Reproduce the full set of records that follow, exactly as shown.

BEGIN

//! Plan orchestration across an ordered step list.

use std::time::Instant;

use crate::plan::{Plan, Step};
use crate::table::{sample_table, Table};

use super::executor::StepExecutor;
use super::record::{ExecutionRecord, RunStatus, StepStatus, TableSummary};

/// The result of running a plan: the final table and its audit record.
#[derive(Debug, Clone)]
pub struct RunOutcome {
    /// The table as of loop termination (partial progress on failure).
    pub table: Table,
    /// The finalized execution record.
    pub record: ExecutionRecord,
}

/// Runs a plan's steps in order against a table, recording provenance.
///
/// A run moves `running → completed` or `running → failed`. The first step
/// fault stops the loop: remaining steps are not attempted, and the record
/// carries the partial after-summary so a caller can see what the data
/// looked like at the point of failure. Step faults never surface as
/// errors from [`PlanRunner::run`]; callers inspect `record.status`.
#[derive(Debug, Clone, Default)]
pub struct PlanRunner {
    executor: StepExecutor,
}

impl PlanRunner {
    /// Create a new plan runner.
    pub fn new() -> Self {
        Self {
            executor: StepExecutor::new(),
        }
    }

    /// Run a plan against `input`, or the built-in sample table when absent.
    pub fn run(&self, plan: &Plan, input: Option<Table>) -> RunOutcome {
        let start = Instant::now();
        let mut record = ExecutionRecord::start();

        let mut table = input.unwrap_or_else(sample_table);
        record.before_summary = Some(TableSummary::of(&table));

        // Iterate by ascending order; gaps and duplicates are tolerated.
        let mut steps: Vec<&Step> = plan.steps.iter().collect();
        steps.sort_by_key(|s| s.order);

        let mut failed = false;
        for step in steps {
            let (next, log) = self.executor.execute(table, step);
            table = next;
            if log.status == StepStatus::Failed {
                record.error_message = log.error_message.clone();
                record.step_logs.push(log);
                failed = true;
                break;
            }
            record.step_logs.push(log);
        }

        record.after_summary = Some(TableSummary::of(&table));
        let status = if failed {
            RunStatus::Failed
        } else {
            RunStatus::Completed
        };
        record.finalize(status, start.elapsed().as_secs_f64());

        RunOutcome { table, record }
    }
}

#[cfg(test)]
mod tests {
    use super::*;
    use crate::plan::{FillStrategy, StepOp};
    use crate::table::Value;

    fn input_table() -> Table {
        Table::from_columns(vec![
            (
                "v".to_string(),
                vec![1.0.into(), Value::Missing, 3.0.into(), 4.0.into()],
            ),
            (
                "label".to_string(),
                vec!["a".into(), "b".into(), "a".into(), "b".into()],
            ),
        ])
        .unwrap()
    }

    fn fill_step(order: u32) -> Step {
        Step::new(
            order,
            "fill v",
            StepOp::FillMissing {
                column: "v".to_string(),
                strategy: FillStrategy::Mean,
            },
        )
    }

    fn bad_step(order: u32) -> Step {
        Step::new(
            order,
            "drop ghost",
            StepOp::DropColumn {
                column: "ghost".to_string(),
            },
        )
    }

    #[test]
    fn test_completed_run() {
        let plan = Plan::new("clean").with_step(fill_step(1)).with_step(Step::new(
            2,
            "drop label",
            StepOp::DropColumn {
                column: "label".to_string(),
            },
        ));

        let outcome = PlanRunner::new().run(&plan, Some(input_table()));
        assert_eq!(outcome.record.status, RunStatus::Completed);
        assert_eq!(outcome.record.step_logs.len(), 2);
        assert!(outcome.record.error_message.is_none());
        assert_eq!(outcome.table.column_count(), 1);
        assert_eq!(outcome.record.after_summary.as_ref().unwrap().columns, 1);
    }

    #[test]
    fn test_failure_stops_the_loop() {
        // Step 2 faults; step 3 must not run.
        let plan = Plan::new("clean")
            .with_step(fill_step(1))
            .with_step(bad_step(2))
            .with_step(Step::new(
                3,
                "drop label",
                StepOp::DropColumn {
                    column: "label".to_string(),
                },
            ));

        let outcome = PlanRunner::new().run(&plan, Some(input_table()));
        let record = &outcome.record;
        assert_eq!(record.status, RunStatus::Failed);
        assert_eq!(record.step_logs.len(), 2);
        assert_eq!(record.step_logs[0].status, StepStatus::Success);
        assert_eq!(record.step_logs[1].status, StepStatus::Failed);
        assert_eq!(
            record.error_message,
            record.step_logs[1].error_message
        );
        // The after-summary reflects the table after step 1 only: the fill
        // succeeded (no missing cells) and `label` is still present.
        let after = record.after_summary.as_ref().unwrap();
        assert_eq!(after.columns, 2);
        assert_eq!(after.missing_values, 0);
        assert!(outcome.table.contains_column("label"));
    }

    #[test]
    fn test_empty_plan_completes() {
        let plan = Plan::new("noop");
        let outcome = PlanRunner::new().run(&plan, Some(input_table()));
        assert_eq!(outcome.record.status, RunStatus::Completed);
        assert!(outcome.record.step_logs.is_empty());
        assert_eq!(
            outcome.record.before_summary,
            outcome.record.after_summary
        );
    }

    #[test]
    fn test_missing_input_falls_back_to_sample() {
        let plan = Plan::new("noop");
        let outcome = PlanRunner::new().run(&plan, None);
        let before = outcome.record.before_summary.as_ref().unwrap();
        assert_eq!(before.rows, 100);
        assert_eq!(before.columns, 5);
    }

    #[test]
    fn test_steps_run_in_order_value_not_list_position() {
        // Declared out of order: the fill (order 1) must run before the
        // rename (order 2) for the rename target to exist.
        let plan = Plan::new("ordered")
            .with_step(Step::new(
                2,
                "rename",
                StepOp::RenameColumn {
                    from: "v_filled".to_string(),
                    to: "v_done".to_string(),
                },
            ))
            .with_step(Step::new(
                1,
                "rename first",
                StepOp::RenameColumn {
                    from: "v".to_string(),
                    to: "v_filled".to_string(),
                },
            ));

        let outcome = PlanRunner::new().run(&plan, Some(input_table()));
        assert_eq!(outcome.record.status, RunStatus::Completed);
        assert!(outcome.table.contains_column("v_done"));
    }

    #[test]
    fn test_before_summary_matches_standalone_summary() {
        let table = input_table();
        let expected = TableSummary::of(&table);
        let outcome = PlanRunner::new().run(&Plan::new("noop"), Some(table));
        assert_eq!(outcome.record.before_summary, Some(expected));
    }
}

END

* [WORKED SOLUTION]:
//! Plan orchestration across an ordered step list.

use std::time::Instant;

use crate::plan::{Plan, Step};
use crate::table::{sample_table, Table};

use super::executor::StepExecutor;
use super::record::{ExecutionRecord, RunStatus, StepStatus, TableSummary};

/// The result of running a plan: the final table and its audit record.
#[derive(Debug, Clone)]
pub struct RunOutcome {
    /// The table as of loop termination (partial progress on failure).
    pub table: Table,
    /// The finalized execution record.
    pub record: ExecutionRecord,
}

/// Runs a plan's steps in order against a table, recording provenance.
///
/// A run moves `running → completed` or `running → failed`. The first step
/// fault stops the loop: remaining steps are not attempted, and the record
/// carries the partial after-summary so a caller can see what the data
/// looked like at the point of failure. Step faults never surface as
/// errors from [`PlanRunner::run`]; callers inspect `record.status`.
#[derive(Debug, Clone, Default)]
pub struct PlanRunner {
    executor: StepExecutor,
}

impl PlanRunner {
    /// Create a new plan runner.
    pub fn new() -> Self {
        Self {
            executor: StepExecutor::new(),
        }
    }

    /// Run a plan against `input`, or the built-in sample table when absent.
    pub fn run(&self, plan: &Plan, input: Option<Table>) -> RunOutcome {
        let start = Instant::now();
        let mut record = ExecutionRecord::start();

        let mut table = input.unwrap_or_else(sample_table);
        record.before_summary = Some(TableSummary::of(&table));

        // Iterate by ascending order; gaps and duplicates are tolerated.
        let mut steps: Vec<&Step> = plan.steps.iter().collect();
        steps.sort_by_key(|s| s.order);

        let mut failed = false;
        for step in steps {
            let (next, log) = self.executor.execute(table, step);
            table = next;
            if log.status == StepStatus::Failed {
                record.error_message = log.error_message.clone();
                record.step_logs.push(log);
                failed = true;
                break;
            }
            record.step_logs.push(log);
        }

        record.after_summary = Some(TableSummary::of(&table));
        let status = if failed {
            RunStatus::Failed
        } else {
            RunStatus::Completed
        };
        record.finalize(status, start.elapsed().as_secs_f64());

        RunOutcome { table, record }
    }
}

#[cfg(test)]
mod tests {
    use super::*;
    use crate::plan::{FillStrategy, StepOp};
    use crate::table::Value;

    fn input_table() -> Table {
        Table::from_columns(vec![
            (
                "v".to_string(),
                vec![1.0.into(), Value::Missing, 3.0.into(), 4.0.into()],
            ),
            (
                "label".to_string(),
                vec!["a".into(), "b".into(), "a".into(), "b".into()],
            ),
        ])
        .unwrap()
    }

    fn fill_step(order: u32) -> Step {
        Step::new(
            order,
            "fill v",
            StepOp::FillMissing {
                column: "v".to_string(),
                strategy: FillStrategy::Mean,
            },
        )
    }

    fn bad_step(order: u32) -> Step {
        Step::new(
            order,
            "drop ghost",
            StepOp::DropColumn {
                column: "ghost".to_string(),
            },
        )
    }

    #[test]
    fn test_completed_run() {
        let plan = Plan::new("clean").with_step(fill_step(1)).with_step(Step::new(
            2,
            "drop label",
            StepOp::DropColumn {
                column: "label".to_string(),
            },
        ));

        let outcome = PlanRunner::new().run(&plan, Some(input_table()));
        assert_eq!(outcome.record.status, RunStatus::Completed);
        assert_eq!(outcome.record.step_logs.len(), 2);
        assert!(outcome.record.error_message.is_none());
        assert_eq!(outcome.table.column_count(), 1);
        assert_eq!(outcome.record.after_summary.as_ref().unwrap().columns, 1);
    }

    #[test]
    fn test_failure_stops_the_loop() {
        // Step 2 faults; step 3 must not run.
        let plan = Plan::new("clean")
            .with_step(fill_step(1))
            .with_step(bad_step(2))
            .with_step(Step::new(
                3,
                "drop label",
                StepOp::DropColumn {
                    column: "label".to_string(),
                },
            ));

        let outcome = PlanRunner::new().run(&plan, Some(input_table()));
        let record = &outcome.record;
        assert_eq!(record.status, RunStatus::Failed);
        assert_eq!(record.step_logs.len(), 2);
        assert_eq!(record.step_logs[0].status, StepStatus::Success);
        assert_eq!(record.step_logs[1].status, StepStatus::Failed);
        assert_eq!(
            record.error_message,
            record.step_logs[1].error_message
        );
        // The after-summary reflects the table after step 1 only: the fill
        // succeeded (no missing cells) and `label` is still present.
        let after = record.after_summary.as_ref().unwrap();
        assert_eq!(after.columns, 2);
        assert_eq!(after.missing_values, 0);
        assert!(outcome.table.contains_column("label"));
    }

    #[test]
    fn test_empty_plan_completes() {
        let plan = Plan::new("noop");
        let outcome = PlanRunner::new().run(&plan, Some(input_table()));
        assert_eq!(outcome.record.status, RunStatus::Completed);
        assert!(outcome.record.step_logs.is_empty());
        assert_eq!(
            outcome.record.before_summary,
            outcome.record.after_summary
        );
    }

    #[test]
    fn test_missing_input_falls_back_to_sample() {
        let plan = Plan::new("noop");
        let outcome = PlanRunner::new().run(&plan, None);
        let before = outcome.record.before_summary.as_ref().unwrap();
        assert_eq!(before.rows, 100);
        assert_eq!(before.columns, 5);
    }

    #[test]
    fn test_steps_run_in_order_value_not_list_position() {
        // Declared out of order: the fill (order 1) must run before the
        // rename (order 2) for the rename target to exist.
        let plan = Plan::new("ordered")
            .with_step(Step::new(
                2,
                "rename",
                StepOp::RenameColumn {
                    from: "v_filled".to_string(),
                    to: "v_done".to_string(),
                },
            ))
            .with_step(Step::new(
                1,
                "rename first",
                StepOp::RenameColumn {
                    from: "v".to_string(),
                    to: "v_filled".to_string(),
                },
            ));

        let outcome = PlanRunner::new().run(&plan, Some(input_table()));
        assert_eq!(outcome.record.status, RunStatus::Completed);
        assert!(outcome.table.contains_column("v_done"));
    }

    #[test]
    fn test_before_summary_matches_standalone_summary() {
        let table = input_table();
        let expected = TableSummary::of(&table);
        let outcome = PlanRunner::new().run(&Plan::new("noop"), Some(table));
        assert_eq!(outcome.record.before_summary, Some(expected));
    }
}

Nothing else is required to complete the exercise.